Andres Freund <andres@anarazel.de>:
> On 2016-09-30 17:39:04 +0100, Peter Geoghegan wrote:
>> On Fri, Sep 30, 2016 at 4:46 PM, Robert Haas <robertmhaas@gmail.com> wrote:
>> > I would just be very disappointed if, after the amount of work that
>> > Amit and others have put into this project, the code gets rejected
>> > because somebody thinks a different project would have been more worth
>> > doing.
>>
>> I wouldn't presume to tell anyone else how to spend their time, and am
>> not concerned about this making the hash index code any less useful
>> from the user's perspective.
>
> Me neither.
>
> I'm concerned that this is a heck of a lot of work, and I don't think
> we've reached the end of it by a good bit. I think it would have, and
> probably still is, a more efficient use of time to go for the
> hash-via-btree method, and rip out the current hash indexes. But that's
> just me.
>
> I find it more than a bit odd to be accused of trying to waste others
> time by saying this, and that this is too late because time has already
> been invested. Especially the latter never has been a standard in the
> community, and while excruciatingly painful when one is the person(s)

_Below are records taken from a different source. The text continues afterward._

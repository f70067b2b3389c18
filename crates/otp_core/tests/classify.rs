use otp_core::{classify, is_otp_text, OtpCandidate, TRIGGER_WORDS};
use pretty_assertions::assert_eq;

fn init_logging() {
    otp_logging::initialize_for_tests();
}

#[test]
fn eleven_digit_run_is_rejected() {
    init_logging();
    assert_eq!(classify("your code is 12345678901", 0), None);
}

#[test]
fn four_digit_run_with_trigger_is_accepted() {
    init_logging();
    let candidate = classify("your code is 1234", 7).expect("candidate");
    assert_eq!(
        candidate,
        OtpCandidate {
            code: "1234".to_string(),
            source_text: "your code is 1234".to_string(),
            timestamp: 7,
        }
    );
}

#[test]
fn digit_run_without_trigger_word_is_rejected() {
    init_logging();
    assert_eq!(classify("order 482910 shipped", 0), None);
    assert!(!is_otp_text("order 482910 shipped"));
}

#[test]
fn otp_trigger_is_enough() {
    init_logging();
    let candidate = classify("otp 482910", 0).expect("candidate");
    assert_eq!(candidate.code, "482910");
}

#[test]
fn leftmost_code_wins() {
    init_logging();
    let candidate = classify("code 1111 or 2222", 0).expect("candidate");
    assert_eq!(candidate.code, "1111");
}

#[test]
fn original_casing_is_kept() {
    init_logging();
    let text = "Your ACCESS Code: 837261";
    let candidate = classify(text, 0).expect("candidate");
    assert_eq!(candidate.source_text, text);
    assert!(candidate.source_text.contains(&candidate.code));
}

#[test]
fn trigger_substring_inside_other_word_still_counts() {
    init_logging();
    let candidate = classify("New codecs pack 2024 released", 0).expect("candidate");
    assert_eq!(candidate.code, "2024");
}

#[test]
fn short_pin_is_never_a_code() {
    init_logging();
    assert_eq!(classify("Your access pin is 123", 0), None);
}

#[test]
fn each_trigger_word_is_sufficient_alone() {
    init_logging();
    for word in TRIGGER_WORDS {
        let text = format!("{} 482910", word.to_uppercase());
        let candidate = classify(&text, 0).expect("candidate");
        assert_eq!(candidate.code, "482910");
    }
}

#[test]
fn letters_next_to_digits_do_not_break_a_run() {
    init_logging();
    assert_eq!(classify("Ref ABC123456 code", 0).expect("candidate").code, "123456");
    assert_eq!(classify("code 123456abc", 0).expect("candidate").code, "123456");
}
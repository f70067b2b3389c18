use otp_core::{
    build_preview_document, preview_filename, LauncherItem, LauncherOutput, ResultRecord,
};
use pretty_assertions::assert_eq;
use serde_json::json;

fn record() -> ResultRecord {
    ResultRecord {
        display_timestamp: "07 Mar 14:05".to_string(),
        code: "837261".to_string(),
        text: "Your access code is 837261".to_string(),
    }
}

#[test]
fn output_matches_launcher_schema() {
    let item = LauncherItem::from_record(&record(), Some("/tmp/otp-837261.html".to_string()));
    let output = LauncherOutput { items: vec![item] };
    let value = serde_json::to_value(&output).unwrap();
    assert_eq!(
        value,
        json!({
            "items": [{
                "title": "837261",
                "arg": "837261",
                "subtitle": "[07 Mar 14:05] Your access code is 837261",
                "quicklookurl": "/tmp/otp-837261.html"
            }]
        })
    );
}

#[test]
fn missing_preview_omits_quicklookurl() {
    let item = LauncherItem::from_record(&record(), None);
    let value = serde_json::to_value(&item).unwrap();
    assert!(value.get("quicklookurl").is_none());
}

#[test]
fn empty_output_still_has_items_array() {
    let value = serde_json::to_value(LauncherOutput::default()).unwrap();
    assert_eq!(value, json!({ "items": [] }));
}

#[test]
fn preview_highlights_code_and_escapes_text() {
    let doc = build_preview_document("4821", "<b>code</b> 4821 & 4821");
    assert!(doc.contains("&lt;b&gt;code&lt;/b&gt; <mark>4821</mark> &amp; <mark>4821</mark>"));
    assert!(doc.starts_with("<html>"));
}

#[test]
fn preview_filename_is_keyed_by_code() {
    assert_eq!(preview_filename("837261"), "otp-837261.html");
}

> having invested the time, it probably shouldn't be.
>
>
>> > The fact that we have hash indexes already and cannot remove them
>> > because too much other code depends on hash opclasses is also, in my
>> > opinion, a sufficiently good reason to pursue improving them.
>>
>> I think that Andres was suggesting that hash index opclasses would be
>> usable with hash-over-btree, so you might still not end up with the
>> wart of having hash opclasses without hash indexes (an idea that has
>> been proposed and rejected at least once before now). Andres?
>
> Yes, that was what I was pretty much thinking. I was kind of guessing
> that this might be easiest implemented as a separate AM ("hash2" ;))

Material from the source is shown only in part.